Forty-five male Wistar rats were divided into three groups: the SAP group (N=15), SB203580-treated group (SB group) (N=15), and the control group (N=15). Severe acute pancreatitis was induced by injection of sodium taurocholate into the pancreatic duct. For SB203580-treated group, SB203580 were administered via intraperitoneal injection (10 mg/kg). Serum amylase activity was measured 6, 12 and 24 hours respectively after the operation. The pancreas tissue were stained with HE for histopathological evaluation and the expression of TNF-α and IL-1b in the pancreatic tissue were determined through inferior vena cava.

RESULTS

The results show that the level of amylase in SAP group was higher than that in the other groups. Further, the pancreas tissues of SB group rats were observed more mildly edematous, hemorrhagic and with monocytes infiltration.

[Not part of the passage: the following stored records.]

//! Grid module - the board and its slide-and-merge rules
//!
//! The grid is a `rows x cols` array of [`Cell`]s stored flat in row-major
//! order (`row * cols + col`). Every coordinate always holds a cell; "empty"
//! is a cell state, never a missing entry.
//!
//! A move is processed one *line* at a time. Left/right moves use rows,
//! up/down moves use columns, and each line is traversed starting from the
//! edge the tiles slide towards:
//!
//! | Direction | Lines | Traversal |
//! |-----------|-------|-----------|
//! | Left | rows | left to right |
//! | Right | rows | right to left |
//! | Up | columns | top to bottom |
//! | Down | columns | bottom to top |

use std::fmt;
use std::ops::{Index, IndexMut};

use rand::Rng;

use crate::cell::Cell;
use crate::error::{EngineError, Result};
use crate::spawn::{validate_starting_values, TileSpawner};
use crate::types::{Coord, Direction, Shape, STARTING_COUNT};

/// Compact and merge one line of cells towards its start.
///
/// Tiles slide over empties; each adjacent equal pair (after sliding) merges
/// once, scanning from the start. A tile produced by a merge never merges
/// again in the same call, so `[2, 2, 2, 2]` becomes `[4, 4, _, _]`, not `[8]`.
///
/// Returns the rebuilt line (same length as the input) and the sum of the
/// merged values.
///
/// # Examples
///
/// ```
/// use tui_2048_core::{compact_line, Cell};
///
/// let line = [Cell::tile(2), Cell::tile(2), Cell::tile(2), Cell::Empty];
/// let (out, points) = compact_line(&line);
/// assert_eq!(out, vec![Cell::tile(4), Cell::tile(2), Cell::Empty, Cell::Empty]);
/// assert_eq!(points, 4);
/// ```
pub fn compact_line(line: &[Cell]) -> (Vec<Cell>, u32) {
    let tiles: Vec<Cell> = line.iter().copied().filter(|c| !c.is_empty()).collect();

    let mut out = Vec::with_capacity(line.len());
    let mut points = 0u32;
    let mut read = 0;
    while read < tiles.len() {
        let current = tiles[read];
        match tiles.get(read + 1).and_then(|&next| current.merge(next)) {
            Some(merged) => {
                points = points.saturating_add(merged.raw());
                out.push(merged);
                read += 2;
            }
            None => {
                out.push(current);
                read += 1;
            }
        }
    }

    out.resize(line.len(), Cell::Empty);
    (out, points)
}

/// The game board - `rows x cols` cells using flat storage
#[derive(Debug, Clone, PartialEq, Eq, Hash)]
pub struct Grid {
    shape: Shape,
    cells: Vec<Cell>,
}

impl Grid {
    /// Create a grid with every cell empty.
    pub fn empty(shape: Shape) -> Result<Self> {
        if shape.area() == 0 {
            return Err(EngineError::InvalidConfiguration(format!(
                "grid shape {} has no cells",
                shape
            )));
        }
        Ok(Self {
            shape,
            cells: vec![Cell::Empty; shape.area()],
        })
    }

    /// Create a fresh game grid: all empty, then [`STARTING_COUNT`] random tiles.
    pub fn new<R: Rng + ?Sized>(
        shape: Shape,
        starting_values: &[u32],
        rng: &mut R,
    ) -> Result<Self> {
        validate_starting_values(starting_values)?;
        if shape.area() < STARTING_COUNT {
            return Err(EngineError::InvalidConfiguration(format!(
                "grid shape {} cannot hold {} starting tiles",
                shape, STARTING_COUNT
            )));
        }

        let mut grid = Self::empty(shape)?;
        grid.spawn_random_tile(STARTING_COUNT, starting_values, rng)?;
        Ok(grid)
    }

    /// Build a grid from row-major cells.
    ///
    /// Rejects a cell count that does not match `shape` and any
    /// `Cell::Occupied(0)`.
    pub fn from_cells(shape: Shape, cells: Vec<Cell>) -> Result<Self> {
        if cells.len() != shape.area() {
            return Err(EngineError::InvalidConfiguration(format!(
                "expected {} cells for shape {}, got {}",
                shape.area(),
                shape,
                cells.len()
            )));
        }
        if cells.contains(&Cell::Occupied(0)) {
            return Err(EngineError::InvalidConfiguration(
                "occupied cells must hold a positive value".to_string(),
            ));
        }
        let mut grid = Self::empty(shape)?;
        grid.cells = cells;
        Ok(grid)
    }

    /// Build a grid from literal rows, `0` meaning empty.
    ///
    /// ```
    /// use tui_2048_core::{Cell, Grid};
    /// use tui_2048_core::types::Coord;
    ///
    /// let grid = Grid::from_rows(&[[2, 0], [0, 4]]).unwrap();
    /// assert_eq!(grid[Coord::new(1, 1)], Cell::tile(4));
    /// ```
    pub fn from_rows<const COLS: usize>(rows: &[[u32; COLS]]) -> Result<Self> {
        let shape = Shape::new(rows.len(), COLS);
        let cells = rows.iter().flatten().map(|&v| Cell::from_raw(v)).collect();
        Self::from_cells(shape, cells)
    }

    /// Calculate flat index from a coordinate
    #[inline(always)]
    fn offset(&self, coord: Coord) -> Option<usize> {
        if !self.shape.contains(coord) {
            return None;
        }
        Some(coord.row * self.shape.cols + coord.col)
    }

    pub fn shape(&self) -> Shape {
        self.shape
    }

    /// Get the cell at a coordinate, `None` if out of bounds.
    pub fn get(&self, coord: Coord) -> Option<Cell> {
        self.offset(coord).map(|idx| self.cells[idx])
    }

    /// Set the cell at a coordinate. Returns false if out of bounds.
    pub fn set(&mut self, coord: Coord, cell: Cell) -> bool {
        match self.offset(coord) {
            Some(idx) => {
                self.cells[idx] = cell;
                true
            }
            None => false,
        }
    }

    /// Row-major view of every cell.
    pub fn cells(&self) -> &[Cell] {
        &self.cells
    }

    /// Iterate rows as slices, top to bottom.
    pub fn rows(&self) -> impl Iterator<Item = &[Cell]> {
        self.cells.chunks(self.shape.cols)
    }

    /// Convert to nested rows of raw values (`0` = empty).
    pub fn to_rows(&self) -> Vec<Vec<u32>> {
        self.rows()
            .map(|row| row.iter().map(Cell::raw).collect())
            .collect()
    }

    /// Coordinates of every empty cell, row-major.
    pub fn empty_coords(&self) -> Vec<Coord> {
        self.shape
            .coords()
            .zip(&self.cells)
            .filter(|(_, cell)| cell.is_empty())
            .map(|(coord, _)| coord)
            .collect()
    }

    pub fn empty_count(&self) -> usize {
        self.cells.iter().filter(|c| c.is_empty()).count()
    }

    pub fn occupied_count(&self) -> usize {
        self.cells.len() - self.empty_count()
    }

    /// Sum of all tile values.
    pub fn total_value(&self) -> u64 {
        self.cells.iter().map(|c| c.raw() as u64).sum()
    }

    /// Largest tile on the board, `0` if the board is empty.
    pub fn max_tile(&self) -> u32 {
        self.cells.iter().map(Cell::raw).max().unwrap_or(0)
    }

    /// The lines a move in `direction` processes, each in traversal order.
    pub fn lines(&self, direction: Direction) -> Vec<Vec<Coord>> {
        let Shape { rows, cols } = self.shape;
        let horizontal = direction.is_horizontal();
        let (count, len) = if horizontal { (rows, cols) } else { (cols, rows) };

        (0..count)
            .map(|i| {
                let mut line: Vec<Coord> = (0..len)
                    .map(|j| {
                        if horizontal {
                            Coord::new(i, j)
                        } else {
                            Coord::new(j, i)
                        }
                    })
                    .collect();
                if direction.is_reversed() {
                    line.reverse();
                }
                line
            })
            .collect()
    }

    /// Compact and merge the cells at `coords` (given in traversal order).
    ///
    /// Pure: the grid is not modified. The returned cells line up with `coords`.
    pub fn move_line(&self, coords: &[Coord]) -> (Vec<Cell>, u32) {
        let line: Vec<Cell> = coords.iter().map(|&c| self[c]).collect();
        compact_line(&line)
    }

    /// Slide and merge every line without spawning.
    ///
    /// Fails with [`EngineError::NoMove`] when no cell would change.
    pub fn slide(&self, direction: Direction) -> Result<(Grid, u32)> {
        let mut next = self.clone();
        let mut points = 0u32;

        for line in self.lines(direction) {
            let (cells, line_points) = self.move_line(&line);
            for (&coord, cell) in line.iter().zip(cells) {
                next[coord] = cell;
            }
            points = points.saturating_add(line_points);
        }

        if next == *self {
            return Err(EngineError::NoMove);
        }
        Ok((next, points))
    }

    /// Play one move: slide, then spawn exactly one new tile.
    ///
    /// A rejected move is never scored and never spawns.
    pub fn apply_move<R: Rng>(
        &self,
        direction: Direction,
        spawner: &mut TileSpawner<R>,
    ) -> Result<(Grid, u32)> {
        let (mut next, points) = self.slide(direction)?;
        // A changed grid always has room: a merge frees a cell and a slide
        // leaves the cell it moved from.
        spawner.spawn(&mut next, 1)?;
        Ok((next, points))
    }

    /// Place `count` tiles on distinct empty cells chosen uniformly at random.
    ///
    /// Each tile's value is drawn uniformly from `values`. When fewer than
    /// `count` cells are empty the grid is left untouched and
    /// [`EngineError::NotEnoughEmptyCells`] is returned.
    pub fn spawn_random_tile<R: Rng + ?Sized>(
        &mut self,
        count: usize,
        values: &[u32],
        rng: &mut R,
    ) -> Result<Vec<Coord>> {
        validate_starting_values(values)?;

        let empty = self.empty_coords();
        if count > empty.len() {
            return Err(EngineError::NotEnoughEmptyCells {
                requested: count,
                available: empty.len(),
            });
        }

        let chosen: Vec<Coord> = rand::seq::index::sample(rng, empty.len(), count)
            .into_iter()
            .map(|i| empty[i])
            .collect();
        for &coord in &chosen {
            let value = values[rng.gen_range(0..values.len())];
            self[coord] = Cell::tile(value);
        }
        Ok(chosen)
    }
}

impl Index<Coord> for Grid {
    type Output = Cell;

    fn index(&self, coord: Coord) -> &Cell {
        match self.offset(coord) {
            Some(idx) => &self.cells[idx],
            None => panic!("coordinate {:?} outside grid {}", coord, self.shape),
        }
    }
}

impl IndexMut<Coord> for Grid {
    fn index_mut(&mut self, coord: Coord) -> &mut Cell {
        match self.offset(coord) {
            Some(idx) => &mut self.cells[idx],
            None => panic!("coordinate {:?} outside grid {}", coord, self.shape),
        }
    }
}

impl fmt::Display for Grid {
    fn fmt(&self, f: &mut fmt::Formatter<'_>) -> fmt::Result {
        let width = self.max_tile().max(1).to_string().len();
        for (i, row) in self.rows().enumerate() {
            if i > 0 {
                writeln!(f)?;
            }
            for (j, cell) in row.iter().enumerate() {
                if j > 0 {
                    f.write_str(" ")?;
                }
                write!(f, "{:>width$}", cell, width = width)?;
            }
        }
        Ok(())
    }
}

Based on immunohistochemical staining, the expression of TNF-α and IL-1β in SAP rats were significantly increased than those of the control group. However, those of SB203580-treated group were more significantly reduced than those of SAP group (p < 0.05).

CONCLUSIONS

Those data suggest that SB203580, down regulating the expression of pro-inflammatory mediators such as TNF-α and IL-1β, then through p38 MAPK signaling pathway inhibition, plays an important role in the treatment of SAP.